Calcium titanate Perovskite (ABX3) is a class of semiconductors discovered in the middle of the 19th century and named after Russian mineralogist Lev Perovski. This ABX3 crystal structure was first studied as a PV absorber material in 2009 by Tsutomu Miyasaka et al., by mixing lead bromide and methylammonium bromide and obtaining an instant crystallization through a spin coating process.

This first PSC generated a 3.8 % Power Conversion Efficiency (PCE), and was based on a mesoporous TiO2 anode. At that time, the device would not last more than a few seconds since the electrolyte dissolved the perovskite crystals quasi instantly. Later helped by Oxford University, the recipe was tuned with the addition of an organic hole conductor material into the device that conferred enhanced stability and efficiencies at around 10%. Then came the discovery that perovskite is not only a light absorber but also as an electron and hole conductor itself changing the vision of the research community.

PSC typically consists of a conducting glass (or polymer) deposition, an electron extraction layer typically TiO2 or SnO2, then comes the essential active-perovskite material and on top a hole transporting material and electrodes usually gold, terminate the stack (The inverted configuration being also an option).
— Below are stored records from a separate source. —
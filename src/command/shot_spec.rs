use crate::arg::args::Arg;
use crate::core::aliases::EquipmentId;
use crate::core::models::{DEFAULT_LOCATION, Shot};
use crate::core::types::{ClockTime, ShootDate};
use crate::errors::{Error, Result, require_parse};
use crate::scheduler::conflict::{ShotSlot, SlotEnd, find_conflict, find_conflict_excluding};
use crate::scheduler::readiness::assign_equipment;

/// Everything a `shot` or `mod` line may carry. Order on the line is free;
/// each field may appear once, equipment any number of times.
#[derive(Debug, Clone, Default, PartialEq)]
pub struct ShotFields {
    pub title: Option<String>,
    pub description: Option<String>,
    pub date: Option<ShootDate>,
    pub start: Option<ClockTime>,
    pub end: Option<SlotEnd>,
    pub location: Option<String>,
    pub scene: Option<String>,
    pub gear: Vec<EquipmentId>,
}

fn set_once<T>(slot: &mut Option<T>, value: T, what: &str) -> Result<()> {
    if slot.is_some() {
        return Err(Error::parse(format!("The {what} was given more than once.")));
    }
    *slot = Some(value);
    Ok(())
}

impl ShotFields {
    pub fn from_args(args: &[Arg]) -> Result<Self> {
        let mut f = Self::default();
        for arg in args {
            match arg {
                Arg::Name(s) if f.title.is_none() => f.title = Some(s.clone()),
                Arg::Name(s) => set_once(&mut f.description, s.clone(), "description")?,
                Arg::Date(d) => set_once(&mut f.date, *d, "date")?,
                Arg::TimeSpan(start, end) => {
                    set_once(&mut f.start, *start, "start time")?;
                    set_once(&mut f.end, SlotEnd::At(*end), "end time or duration")?;
                }
                Arg::Time(t) => set_once(&mut f.start, *t, "start time")?,
                Arg::Duration(d) => set_once(&mut f.end, SlotEnd::After(*d), "end time or duration")?,
                Arg::Location(l) => set_once(&mut f.location, l.clone(), "location")?,
                Arg::Scene(s) => set_once(&mut f.scene, s.clone(), "scene number")?,
                Arg::Gear(g) => {
                    if !f.gear.contains(g) {
                        f.gear.push(g.clone());
                    }
                }
                other => return Err(Error::parse(format!("Unexpected argument: {other}"))),
            }
        }
        Ok(f)
    }

    pub fn is_empty(&self) -> bool {
        *self == Self::default()
    }

    fn touches_timing(&self) -> bool {
        self.date.is_some() || self.start.is_some() || self.end.is_some()
    }

    /// Builds a new shot and checks it against `existing`. Unset location and
    /// scene fall back to `Location TBD` and `<count + 1>X`.
    pub fn into_new_shot(self, existing: &[Shot]) -> Result<Shot> {
        let title = require_parse(self.title, "A shot needs a quoted title.")?;
        let date = require_parse(self.date, "A shot needs a date.")?;
        let start = require_parse(self.start, "A shot needs a start time.")?;
        let end = require_parse(
            self.end,
            "A shot needs an end: a window like 09:00-10:30 or a start time and a duration.",
        )?;

        let slot = ShotSlot::new(date, start, end);
        if let Some(other) = find_conflict(&slot, existing) {
            return Err(Error::conflict_with(other));
        }

        let mut shot = Shot::new(title, date, start, slot.duration())
            .with_location(self.location.unwrap_or_else(|| DEFAULT_LOCATION.to_string()))
            .with_scene(
                self.scene
                    .unwrap_or_else(|| format!("{}X", existing.len() + 1)),
            )
            .with_equipment(self.gear);
        if let Some(description) = self.description {
            shot.description = description;
        }
        Ok(shot)
    }

    /// Applies the given fields to `shot`. A new date or window is checked
    /// against every other shot in `existing`.
    pub fn apply_to(self, shot: &Shot, existing: &[Shot]) -> Result<Shot> {
        let mut updated = shot.clone();

        if self.touches_timing() {
            let date = self.date.unwrap_or(shot.date);
            let start = self.start.unwrap_or(shot.start_time);
            let end = self.end.unwrap_or(SlotEnd::After(shot.duration));
            let slot = ShotSlot::new(date, start, end);
            if let Some(other) = find_conflict_excluding(&slot, existing, shot.id) {
                return Err(Error::conflict_with(other));
            }
            updated.date = date;
            updated.start_time = start;
            updated.duration = slot.duration();
        }

        if let Some(title) = self.title {
            updated.title = title;
        }
        if let Some(description) = self.description {
            updated.description = description;
        }
        if let Some(location) = self.location {
            updated.location = location;
        }
        if let Some(scene) = self.scene {
            updated.scene_number = scene;
        }
        for item in &self.gear {
            updated = assign_equipment(&updated, item);
        }
        Ok(updated)
    }
}
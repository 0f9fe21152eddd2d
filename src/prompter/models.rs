use crate::errors::Result;

pub enum FlowCtrl {
    Continue,
    Finish,
    Abort,
}

/// A read-eval loop body driven by [`Prompter`](crate::prompter::prompter::Prompter).
pub trait Flow {
    fn render(&mut self) -> Result<()>;
    fn handle_input(&mut self, input: &str) -> Result<FlowCtrl>;
}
One of the core quality of the Perovskite is the tuneability of its bandgap from 1.15 to 3.06 eV depending on the interchange and mix of different “A” cations such as rubidium (Rb) cesium (Cs), methylammonium (MA) or formamidinium (FA) as well as the associated metals “M” or halides “X”: The tuning options are endless. Large bandgaps perovskite materials are used for non-PV applications such as photodetectors, LED, sensing and X-ray detection, when photovoltaic requires a typical 1,2 to 1,4 eV.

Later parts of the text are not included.